Monday, February 25, 2008
Unfortunately, it took about 6 months for the perfect time to roll around. I made them Thursday night to take to the Bachelorette Weekend honoring my friend Leigh. Who doesn’t love s’mores?
A funny story about this recipe from this weekend... Everyone who knows me… knows about my blogs. But, most of the girls that were at the bachelorette weekend, I either didn’t know at all, or just barely knew. So, on Saturday night, when I passed my camera over to a couple of the girls so they could review the pics from the weekend, I didn’t even think about the 40+ pictures of the s’mores bars that I had taken Friday morning that were still on my camera. That is until I noticed them surfing through the pics and then looking at each other funny, giggling and whispering to each other.

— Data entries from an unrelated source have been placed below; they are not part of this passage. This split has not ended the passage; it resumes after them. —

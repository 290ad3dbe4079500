use super::traits::{invalid, ConfigSection};
use crate::error::OptimizerError;
use serde::{Deserialize, Serialize};

#[derive(Debug, Clone, Serialize, Deserialize)]
#[serde(default)]
pub struct EvolutionConfig {
    pub population_size: usize,
    pub max_generation_size: usize,
    pub mutation_probability: f64,
    pub crossover_parents: usize,
    pub crossover_mix_probability: f64,
    pub elitism_rate: f64,
    pub neighborhood_rounds: usize,
    pub hall_of_fame_size: usize,
    pub seed_mode: SeedMode,
    pub seed: Option<u64>,
}

/// How generation 1 (and every reseed) is produced
#[derive(Debug, Clone, Copy, PartialEq, Eq, Serialize, Deserialize)]
#[serde(rename_all = "snake_case")]
pub enum SeedMode {
    Random,
    Cartesian,
}

impl Default for EvolutionConfig {
    fn default() -> Self {
        Self {
            population_size: 20,
            max_generation_size: 50,
            mutation_probability: 0.1,
            crossover_parents: 2,
            crossover_mix_probability: 0.5,
            elitism_rate: 0.2,
            neighborhood_rounds: 3,
            hall_of_fame_size: 10,
            seed_mode: SeedMode::Random,
            seed: None,
        }
    }
}

impl EvolutionConfig {
    /// Number of top candidates carried over unchanged, never below one
    pub fn elite_count(&self, generation_size: usize) -> usize {
        let count = (generation_size as f64 * self.elitism_rate).round() as usize;
        count.max(1).min(generation_size.max(1))
    }
}

impl ConfigSection for EvolutionConfig {
    fn section_name() -> &'static str {
        "evolution"
    }

    fn validate(&self) -> Result<(), OptimizerError> {
        if self.population_size == 0 {
            return Err(invalid::<Self>("population_size must be at least 1"));
        }
        if self.max_generation_size == 0 {
            return Err(invalid::<Self>("max_generation_size must be at least 1"));
        }
        if !(0.0..=1.0).contains(&self.mutation_probability) {
            return Err(invalid::<Self>("mutation_probability must be between 0 and 1"));
        }
        if !(0.0..=1.0).contains(&self.crossover_mix_probability) {
            return Err(invalid::<Self>("crossover_mix_probability must be between 0 and 1"));
        }
        if !(0.0..=1.0).contains(&self.elitism_rate) {
            return Err(invalid::<Self>("elitism_rate must be between 0 and 1"));
        }
        if self.crossover_parents < 2 {
            return Err(invalid::<Self>("crossover_parents must be at least 2"));
        }
        if self.hall_of_fame_size == 0 {
            return Err(invalid::<Self>("hall_of_fame_size must be at least 1"));
        }
        Ok(())
    }
}
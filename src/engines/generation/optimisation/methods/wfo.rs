use super::base::*;
use crate::config::evolution::EvolutionConfig;
use crate::config::execution::BackendKind;
use crate::config::manager::AppConfig;
use crate::config::termination::TerminationConfig;
use crate::config::traits::ConfigSection;
use crate::engines::execution::{BackendFactory, CompletedEvaluation};
use crate::engines::generation::candidate::Candidate;
use crate::engines::generation::evolution_engine::EvolutionEngine;
use crate::engines::generation::factory::CandidateFactory;
use crate::engines::generation::optimisation::splitters::{
    base::WindowSplitter,
    types::SearchWindow,
    wfo::WalkForwardSplitter,
};
use crate::engines::generation::progress::ProgressCallback;
use crate::engines::generation::termination;
use crate::error::{OptimizerError, Result};
use crate::types::{DateWindow, FILTERED_SCORE};
use rayon::prelude::*;
use std::collections::{BTreeSet, HashMap};
use std::time::Instant;

/// Runs an independent evolutionary search per window, then validates the
/// window's top candidates out of sample.
pub struct WalkForwardDriver {
    splitter: WalkForwardSplitter,
    evolution: EvolutionConfig,
    termination: TerminationConfig,
    factory: CandidateFactory,
    backends: BackendFactory,
    top_n: usize,
}

impl WalkForwardDriver {
    pub fn new(config: &AppConfig, backends: BackendFactory) -> Result<Self> {
        config.evolution.validate()?;
        config.termination.validate()?;
        config.walk_forward.validate()?;

        Ok(Self {
            splitter: WalkForwardSplitter::from_config(&config.walk_forward),
            evolution: config.evolution.clone(),
            termination: config.termination.clone(),
            factory: CandidateFactory::new(config.genes.clone())?,
            backends,
            top_n: config.walk_forward.top_n,
        })
    }

    pub fn windows(&self) -> Result<Vec<SearchWindow>> {
        self.splitter.split()
    }

    fn search_window(
        &self,
        window: &SearchWindow,
        callback: &mut dyn ProgressCallback,
    ) -> Result<WindowReport> {
        log::info!(
            "Window {}: in-sample {}, validation {}",
            window.index,
            window.in_sample,
            window.validation
        );

        let mut engine = EvolutionEngine::new(
            self.evolution.clone(),
            self.factory.clone(),
            self.backends.create()?,
            Box::new(termination::from_config(&self.termination)),
            window.in_sample,
        )
        .with_timeout(self.backends.timeout());

        if let Err(e) = engine.start(callback) {
            log::error!(
                "Walk-forward halted in window {} at generation {} after {:.1}s: {}",
                window.index,
                engine.history().len(),
                engine.elapsed().as_secs_f64(),
                e
            );
            return Err(e);
        }

        let top = engine.get_hall_of_fame().get_top_n(self.top_n).to_vec();
        let validations = self.validate(window, &top, engine.history().len(), callback)?;

        Ok(WindowReport {
            window: *window,
            generations: engine.history().len(),
            best: engine.best().cloned(),
            validations,
        })
    }

    /// Evaluate `top` once over the validation period. No success filter.
    fn validate(
        &self,
        window: &SearchWindow,
        top: &[Candidate],
        generation: usize,
        callback: &mut dyn ProgressCallback,
    ) -> Result<Vec<WindowValidation>> {
        if top.is_empty() {
            log::warn!("Window {} produced no viable candidates to validate", window.index);
            return Ok(Vec::new());
        }

        let started = Instant::now();
        let Some(completed) = self.run_validations(top, &window.validation)? else {
            let elapsed_secs = started.elapsed().as_secs_f64();
            log::error!(
                "Validation of window {} timed out after {:.1}s",
                window.index,
                elapsed_secs
            );
            return Err(OptimizerError::EvaluationTimeout {
                generation,
                elapsed_secs,
            });
        };

        let completed: HashMap<_, _> = completed
            .into_iter()
            .map(|done| (done.candidate_id, done))
            .collect();

        let mut validations = Vec::with_capacity(top.len());
        for candidate in top {
            let Some(done) = completed.get(&candidate.id()) else {
                continue;
            };
            let validation = WindowValidation {
                window: *window,
                candidate_id: candidate.id(),
                genes: candidate.genes().to_vec(),
                in_sample_score: candidate.score().unwrap_or(FILTERED_SCORE),
                in_sample: candidate.result().cloned(),
                out_of_sample_score: done.score,
                out_of_sample: done.result.clone(),
            };
            callback.on_window_validated(&validation);
            validations.push(validation);
        }
        Ok(validations)
    }

    /// Fresh copies of `top` evaluated over `period`; `None` on timeout.
    fn run_validations(
        &self,
        top: &[Candidate],
        period: &DateWindow,
    ) -> Result<Option<Vec<CompletedEvaluation>>> {
        let timeout = self.backends.timeout();

        if self.backends.kind() != BackendKind::Sequential {
            let mut backend = self.backends.create()?;
            for candidate in top {
                backend.submit(&candidate.clone_for_validation(), period);
            }
            if !backend.run_pending(timeout)? {
                return Ok(None);
            }
            return Ok(Some(backend.take_completed()));
        }

        // One sequential backend per candidate so validations do not queue
        let mut backends = Vec::with_capacity(top.len());
        for candidate in top {
            let mut backend = self.backends.create()?;
            backend.submit(&candidate.clone_for_validation(), period);
            backends.push(backend);
        }

        let finished: Vec<Result<bool>> = backends
            .par_iter_mut()
            .map(|backend| backend.run_pending(timeout))
            .collect();
        for outcome in finished {
            if !outcome? {
                return Ok(None);
            }
        }

        Ok(Some(
            backends
                .iter_mut()
                .flat_map(|backend| backend.take_completed())
                .collect(),
        ))
    }

    /// Out-of-sample statistics across every validation of every window
    fn aggregate_metrics(&self, windows: &[WindowReport]) -> HashMap<String, f64> {
        let mut aggregated = HashMap::new();

        let validations: Vec<&WindowValidation> =
            windows.iter().flat_map(|w| w.validations.iter()).collect();
        if validations.is_empty() {
            return aggregated;
        }

        let metric_names: BTreeSet<&String> = validations
            .iter()
            .flat_map(|v| v.out_of_sample.metrics.keys())
            .collect();

        for metric_name in metric_names {
            let values: Vec<f64> = validations
                .iter()
                .filter_map(|v| v.out_of_sample.metrics.get(metric_name).copied())
                .collect();

            if !values.is_empty() {
                let mean = values.iter().sum::<f64>() / values.len() as f64;
                let std = calculate_std(&values, mean);

                aggregated.insert(format!("{}_mean", metric_name), mean);
                aggregated.insert(format!("{}_std", metric_name), std);
                let min = values.iter().copied().fold(f64::INFINITY, f64::min);
                let max = values.iter().copied().fold(f64::NEG_INFINITY, f64::max);
                aggregated.insert(format!("{}_min", metric_name), min);
                aggregated.insert(format!("{}_max", metric_name), max);
            }
        }

        // Filtered validations would swamp the spread
        let scores: Vec<f64> = validations
            .iter()
            .map(|v| v.out_of_sample_score)
            .filter(|s| *s > FILTERED_SCORE)
            .collect();
        if !scores.is_empty() {
            let mean = scores.iter().sum::<f64>() / scores.len() as f64;
            let consistency = 1.0 / (1.0 + calculate_std(&scores, mean));
            aggregated.insert("consistency_score".to_string(), consistency);
        }

        aggregated
    }
}

impl ValidationMethod for WalkForwardDriver {
    fn name(&self) -> &str {
        "Walk-Forward Optimization"
    }

    fn run(&self, callback: &mut dyn ProgressCallback) -> Result<WalkForwardReport> {
        let windows = self.windows()?;
        if windows.is_empty() {
            return Err(OptimizerError::Validation(
                "date range is shorter than one in-sample period".to_string(),
            ));
        }
        log::info!("Walk-forward over {} windows", windows.len());

        let started = Instant::now();
        let mut reports = Vec::with_capacity(windows.len());
        for window in &windows {
            reports.push(self.search_window(window, callback)?);
        }

        let aggregate_metrics = self.aggregate_metrics(&reports);
        log::info!(
            "Walk-forward finished {} windows in {:.1}s",
            reports.len(),
            started.elapsed().as_secs_f64()
        );

        Ok(WalkForwardReport {
            method: self.name().to_string(),
            windows: reports,
            aggregate_metrics,
        })
    }
}

fn calculate_std(values: &[f64], mean: f64) -> f64 {
    if values.len() <= 1 {
        return 0.0;
    }

    let variance = values
        .iter()
        .map(|v| (v - mean).powi(2))
        .sum::<f64>() / (values.len() - 1) as f64;

    variance.sqrt()
}
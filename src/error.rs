use thiserror::Error;

#[derive(Error, Debug)]
pub enum OptimizerError {
    #[error("Invalid gene spec: {0}")]
    InvalidSpec(String),

    #[error("Evaluation timed out in generation {generation} after {elapsed_secs:.1}s")]
    EvaluationTimeout { generation: usize, elapsed_secs: f64 },

    #[error("Search already reached its termination condition")]
    AlreadyTerminated,

    #[error("Search has not been started")]
    NotStarted,

    #[error("Evaluation cancelled in generation {generation}")]
    Cancelled { generation: usize },

    #[error("Evaluation error: {0}")]
    Evaluation(String),

    #[error("Remote execution error: {0}")]
    Remote(String),

    #[error("Configuration error: {0}")]
    Configuration(String),

    #[error("Validation error: {0}")]
    Validation(String),

    #[error("IO error: {0}")]
    Io(#[from] std::io::Error),

    #[error("Serde error: {0}")]
    Serde(#[from] serde_json::Error),
}

pub type Result<T> = std::result::Result<T, OptimizerError>;
use super::remote::{RemoteBatchService, RemoteTaskState, WorkUnit};
use crate::engines::evaluation::FitnessEvaluator;
use crate::error::{OptimizerError, Result};
use std::collections::HashMap;
use std::panic::{self, AssertUnwindSafe};
use std::sync::{Arc, Mutex, MutexGuard};

#[derive(Debug)]
struct UnitRecord {
    state: RemoteTaskState,
    output: Option<String>,
    cancelled: bool,
}

/// Remote batch service simulated by a pool of `nodes` local threads and a
/// result store keyed by correlation id.
pub struct InProcessFleet {
    evaluator: Arc<dyn FitnessEvaluator>,
    pool: rayon::ThreadPool,
    nodes: usize,
    store: Arc<Mutex<HashMap<String, UnitRecord>>>,
}

impl InProcessFleet {
    pub fn new(evaluator: Arc<dyn FitnessEvaluator>, nodes: usize) -> Result<Self> {
        let nodes = nodes.max(1);
        let pool = rayon::ThreadPoolBuilder::new()
            .num_threads(nodes)
            .thread_name(|i| format!("fleet-node-{}", i))
            .build()
            .map_err(|e| OptimizerError::Configuration(format!("fleet pool: {}", e)))?;

        Ok(Self {
            evaluator,
            pool,
            nodes,
            store: Arc::new(Mutex::new(HashMap::new())),
        })
    }

    fn store(&self) -> MutexGuard<'_, HashMap<String, UnitRecord>> {
        lock(&self.store)
    }
}

fn lock(store: &Mutex<HashMap<String, UnitRecord>>) -> MutexGuard<'_, HashMap<String, UnitRecord>> {
    store.lock().unwrap_or_else(|e| e.into_inner())
}

fn run_unit(
    evaluator: &dyn FitnessEvaluator,
    unit: &WorkUnit,
) -> (RemoteTaskState, Option<String>) {
    let outcome = panic::catch_unwind(AssertUnwindSafe(|| {
        evaluator.evaluate(&unit.genes, &unit.window)
    }));
    match outcome {
        Ok(Ok(evaluation)) => match serde_json::to_string(&evaluation) {
            Ok(output) => (RemoteTaskState::Completed, Some(output)),
            Err(e) => (RemoteTaskState::Failed(e.to_string()), None),
        },
        Ok(Err(e)) => (RemoteTaskState::Failed(e.to_string()), None),
        Err(_) => (RemoteTaskState::Failed("evaluator panicked".to_string()), None),
    }
}

impl RemoteBatchService for InProcessFleet {
    fn capacity(&self) -> usize {
        self.nodes
    }

    fn submit(&self, payload: &str) -> Result<()> {
        let unit: WorkUnit = serde_json::from_str(payload)
            .map_err(|e| OptimizerError::Remote(format!("malformed work unit: {}", e)))?;

        self.store().insert(
            unit.correlation_id.clone(),
            UnitRecord {
                state: RemoteTaskState::Queued,
                output: None,
                cancelled: false,
            },
        );

        let evaluator = Arc::clone(&self.evaluator);
        let store = Arc::clone(&self.store);
        self.pool.spawn(move || {
            {
                let mut records = lock(&store);
                let Some(record) = records.get_mut(&unit.correlation_id) else { return };
                if record.cancelled {
                    records.remove(&unit.correlation_id);
                    return;
                }
                record.state = RemoteTaskState::Running;
            }

            let (state, output) = run_unit(evaluator.as_ref(), &unit);

            let mut records = lock(&store);
            let Some(record) = records.get_mut(&unit.correlation_id) else { return };
            if record.cancelled {
                records.remove(&unit.correlation_id);
            } else {
                record.state = state;
                record.output = output;
            }
        });
        Ok(())
    }

    /// A `Failed` state is reported once; the record is dropped with it
    fn status(&self, correlation_id: &str) -> Result<RemoteTaskState> {
        let mut store = self.store();
        let state = store
            .get(correlation_id)
            .map(|r| r.state.clone())
            .ok_or_else(|| OptimizerError::Remote(format!("unknown unit {}", correlation_id)))?;
        if matches!(state, RemoteTaskState::Failed(_)) {
            store.remove(correlation_id);
        }
        Ok(state)
    }

    fn fetch_result(&self, correlation_id: &str) -> Result<String> {
        let mut store = self.store();
        match store.get(correlation_id) {
            Some(record) if record.state == RemoteTaskState::Completed => store
                .remove(correlation_id)
                .and_then(|r| r.output)
                .ok_or_else(|| {
                    OptimizerError::Remote(format!("unit {} has no output", correlation_id))
                }),
            Some(record) => Err(OptimizerError::Remote(format!(
                "unit {} is {:?}",
                correlation_id, record.state
            ))),
            None => Err(OptimizerError::Remote(format!("unknown unit {}", correlation_id))),
        }
    }

    /// Finished units are dropped at once; a running unit is dropped by its
    /// node when the evaluation returns
    fn cancel(&self, correlation_id: &str) {
        let mut store = self.store();
        let Some(record) = store.get_mut(correlation_id) else { return };
        if record.state.is_terminal() {
            store.remove(correlation_id);
        } else {
            record.cancelled = true;
            record.state = RemoteTaskState::Failed("cancelled".to_string());
        }
    }
}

Crap, I thought. Now, they are going to think I have some weird food fetish or something. So, I tried to yell over the loud music at the bar… “I HAVE A BAKING BLOG, THOSE PICTURES ARE FOR MY BLOG, I’M NOT INTO FOOD PORNOGRAPHY.” Which, I think probably made me sound even weirder.
Whatever. They were excellent and the perfect pot luck crowd pleaser. They will definitely be made again.
Here’s the recipe . I doubled it to make a 9x13 inch pan.
I do have one suggestion. Line your baking dish with parchment paper or quick release foil, so that you can remove the bars by the parchment paper or foil and then cut them into squares. Also, I refrigerated the bars overnight before I cut them.
So much easier than building a campfire.
Thursday, February 21, 2008
I saw this recipe on Jennifer's Blog and immediately printed the recipe out. But, it's been sitting in my recipe folder since then. For whatever reason, I don't bake brownies that often. Probably because I know how dangerously tempting they are.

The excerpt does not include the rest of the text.